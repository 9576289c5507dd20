use axum::{extract::State, Json};
use serde_json::{json, Value};

use crate::state::AppState;

/// GET /health
/// Returns a simple status object with service name and version.
pub async fn health_handler(State(state): State<AppState>) -> Json<Value> {
    Json(json!({
        "status": "healthy",
        "service": state.config.service_name,
        "version": env!("CARGO_PKG_VERSION")
    }))
}
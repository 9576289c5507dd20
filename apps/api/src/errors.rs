use axum::{
    http::StatusCode,
    response::{IntoResponse, Response},
    Json,
};
use serde_json::json;
use thiserror::Error;

use crate::matching::extract::ExtractError;
use crate::nlp::NlpError;

/// Application-level error type.
/// Implements `IntoResponse` so Axum handlers can return `Result<T, AppError>`.
#[derive(Debug, Error)]
pub enum AppError {
    #[error("Validation error: {0}")]
    Validation(String),

    #[error("Unsupported media type: {0}")]
    UnsupportedMedia(String),

    #[error("NLP error: {0}")]
    Nlp(#[from] NlpError),

    #[error("Internal server error: {0}")]
    Internal(#[from] anyhow::Error),
}

impl From<ExtractError> for AppError {
    fn from(err: ExtractError) -> Self {
        match err {
            ExtractError::Unsupported(_) => AppError::UnsupportedMedia(err.to_string()),
            ExtractError::Pdf(_) | ExtractError::NotUtf8 => AppError::Validation(err.to_string()),
        }
    }
}

impl IntoResponse for AppError {
    fn into_response(self) -> Response {
        let (status, code, message) = match &self {
            AppError::Validation(msg) => (StatusCode::BAD_REQUEST, "VALIDATION_ERROR", msg.clone()),
            AppError::UnsupportedMedia(msg) => (
                StatusCode::UNSUPPORTED_MEDIA_TYPE,
                "UNSUPPORTED_MEDIA_TYPE",
                msg.clone(),
            ),
            AppError::Nlp(e) => {
                tracing::error!("NLP error: {e}");
                (
                    StatusCode::INTERNAL_SERVER_ERROR,
                    "NLP_ERROR",
                    "A language processing error occurred".to_string(),
                )
            }
            AppError::Internal(e) => {
                tracing::error!("Internal error: {e:?}");
                (
                    StatusCode::INTERNAL_SERVER_ERROR,
                    "INTERNAL_ERROR",
                    "An internal server error occurred".to_string(),
                )
            }
        };

        let body = Json(json!({
            "error": {
                "code": code,
                "message": message
            }
        }));

        (status, body).into_response()
    }
}
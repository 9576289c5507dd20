//! Experience extraction — "N years of TOPIC"-shaped phrases.

use regex::Regex;
use serde::{Deserialize, Serialize};
use tracing::debug;

/// Applied independently and concatenated. Captures are read positionally:
/// group 1 is the years token, group 2 the topic.
pub const EXPERIENCE_PATTERNS: &[&str] = &[
    r"(\d+)\+?\s*years?\s*(?:of\s*)?(?:experience\s*)?(?:in\s*)?([^,\.]+)",
    r"(\d+)\+?\s*years?\s*([^,\.]+)",
    r"([^,\.]+)\s*(\d+)\+?\s*years?",
];

#[derive(Debug, Clone, PartialEq, Eq, Serialize, Deserialize)]
pub struct ExperienceRequirement {
    pub years: u32,
    pub topic: String,
}

impl ExperienceRequirement {
    /// Human-readable form used in `missingExperience`.
    pub fn describe(&self) -> String {
        format!("{}+ years in {}", self.years, self.topic)
    }
}

#[derive(Debug)]
pub struct ExperienceExtractor {
    patterns: Vec<Regex>,
}

impl ExperienceExtractor {
    pub fn new() -> Result<Self, regex::Error> {
        Ok(Self {
            patterns: EXPERIENCE_PATTERNS
                .iter()
                .map(|p| Regex::new(p))
                .collect::<Result<_, _>>()?,
        })
    }

    /// Every match of every pattern, duplicates included. A years token that
    /// is not a `u32` (the topic-first pattern puts free text in group 1) is
    /// skipped rather than failing the analysis.
    pub fn extract_experience(&self, text: &str) -> Vec<ExperienceRequirement> {
        let lowered = text.to_lowercase();
        let mut requirements = Vec::new();

        for pattern in &self.patterns {
            for caps in pattern.captures_iter(&lowered) {
                let (Some(years), Some(topic)) = (caps.get(1), caps.get(2)) else {
                    continue;
                };
                let years = years.as_str().trim();
                match years.parse::<u32>() {
                    Ok(years) => requirements.push(ExperienceRequirement {
                        years,
                        topic: topic.as_str().trim().to_string(),
                    }),
                    Err(_) => debug!(token = years, "skipping non-numeric experience years"),
                }
            }
        }

        requirements
    }
}
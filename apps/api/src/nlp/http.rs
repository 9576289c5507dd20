//! Shared HTTP plumbing for the remote model backends.

use std::time::Duration;

use reqwest::{Client, RequestBuilder, Response};
use serde::de::DeserializeOwned;
use tracing::warn;

use crate::nlp::NlpError;

/// Attempts per call and the first backoff delay; later delays double.
#[derive(Debug, Clone, Copy, PartialEq)]
pub struct RetryPolicy {
    pub max_attempts: u32,
    pub base_delay: Duration,
}

impl Default for RetryPolicy {
    fn default() -> Self {
        Self {
            max_attempts: 3,
            base_delay: Duration::from_secs(1),
        }
    }
}

impl RetryPolicy {
    fn delay_before(&self, attempt: u32) -> Duration {
        self.base_delay * (1 << (attempt - 1))
    }
}

/// Builds the reqwest client used by every remote backend.
pub fn build_client(timeout: Duration) -> Result<Client, NlpError> {
    Ok(Client::builder().timeout(timeout).build()?)
}

/// Sends the request built by `make_request`, retrying on transport errors,
/// 429 and 5xx with exponential backoff (1s, 2s by default). Other non-2xx
/// statuses fail immediately with the body text as the message.
pub async fn send_json<T, F>(
    service: &str,
    retry: RetryPolicy,
    make_request: F,
) -> Result<T, NlpError>
where
    T: DeserializeOwned,
    F: Fn() -> RequestBuilder,
{
    let mut last_error: Option<NlpError> = None;

    for attempt in 0..retry.max_attempts {
        if attempt > 0 {
            let delay = retry.delay_before(attempt);
            warn!(
                "{service} call attempt {} failed, retrying after {}ms...",
                attempt,
                delay.as_millis()
            );
            tokio::time::sleep(delay).await;
        }

        let response = match make_request().send().await {
            Ok(r) => r,
            Err(e) => {
                last_error = Some(NlpError::Http(e));
                continue;
            }
        };

        let status = response.status();

        if status.as_u16() == 429 || status.is_server_error() {
            let body = response.text().await.unwrap_or_default();
            warn!("{service} returned {}: {}", status, body);
            last_error = Some(NlpError::Api {
                status: status.as_u16(),
                message: body,
            });
            continue;
        }

        if !status.is_success() {
            return Err(api_error(response).await);
        }

        return Ok(response.json::<T>().await?);
    }

    Err(last_error.unwrap_or(NlpError::RateLimited {
        retries: retry.max_attempts,
    }))
}

async fn api_error(response: Response) -> NlpError {
    let status = response.status().as_u16();
    let body = response.text().await.unwrap_or_default();
    // Both Anthropic and OpenAI-style APIs nest the message under `error.message`.
    let message = serde_json::from_str::<serde_json::Value>(&body)
        .ok()
        .and_then(|v| {
            v.pointer("/error/message")
                .and_then(|m| m.as_str())
                .map(String::from)
        })
        .unwrap_or(body);
    NlpError::Api { status, message }
}
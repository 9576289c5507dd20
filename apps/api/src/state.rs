use std::sync::Arc;

use crate::config::Config;
use crate::matching::orchestrator::MatchOrchestrator;

/// Shared application state injected into all route handlers via Axum extractors.
#[derive(Clone)]
pub struct AppState {
    /// Lexicon, patterns, variation table and NLP backends. Read-only after startup.
    pub matcher: Arc<MatchOrchestrator>,
    pub config: Config,
}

---

__TASK BRIEF__. After locating the line holding "name and version." above, output exactly that line and every line after it through the line holding "fn into_response(self) ->". Include nothing else.

__RESULT OF THE TASK__.
/// Returns a simple status object with service name and version.
pub async fn health_handler(State(state): State<AppState>) -> Json<Value> {
    Json(json!({
        "status": "healthy",
        "service": state.config.service_name,
        "version": env!("CARGO_PKG_VERSION")
    }))
}
repository 9576289c5507dd20
filename apps/api/src/errors.rs
use axum::{
    http::StatusCode,
    response::{IntoResponse, Response},
    Json,
};
use serde_json::json;
use thiserror::Error;

use crate::matching::extract::ExtractError;
use crate::nlp::NlpError;

/// Application-level error type.
/// Implements `IntoResponse` so Axum handlers can return `Result<T, AppError>`.
#[derive(Debug, Error)]
pub enum AppError {
    #[error("Validation error: {0}")]
    Validation(String),

    #[error("Unsupported media type: {0}")]
    UnsupportedMedia(String),

    #[error("NLP error: {0}")]
    Nlp(#[from] NlpError),

    #[error("Internal server error: {0}")]
    Internal(#[from] anyhow::Error),
}

impl From<ExtractError> for AppError {
    fn from(err: ExtractError) -> Self {
        match err {
            ExtractError::Unsupported(_) => AppError::UnsupportedMedia(err.to_string()),
            ExtractError::Pdf(_) | ExtractError::NotUtf8 => AppError::Validation(err.to_string()),
        }
    }
}

impl IntoResponse for AppError {
    fn into_response(self) -> Response {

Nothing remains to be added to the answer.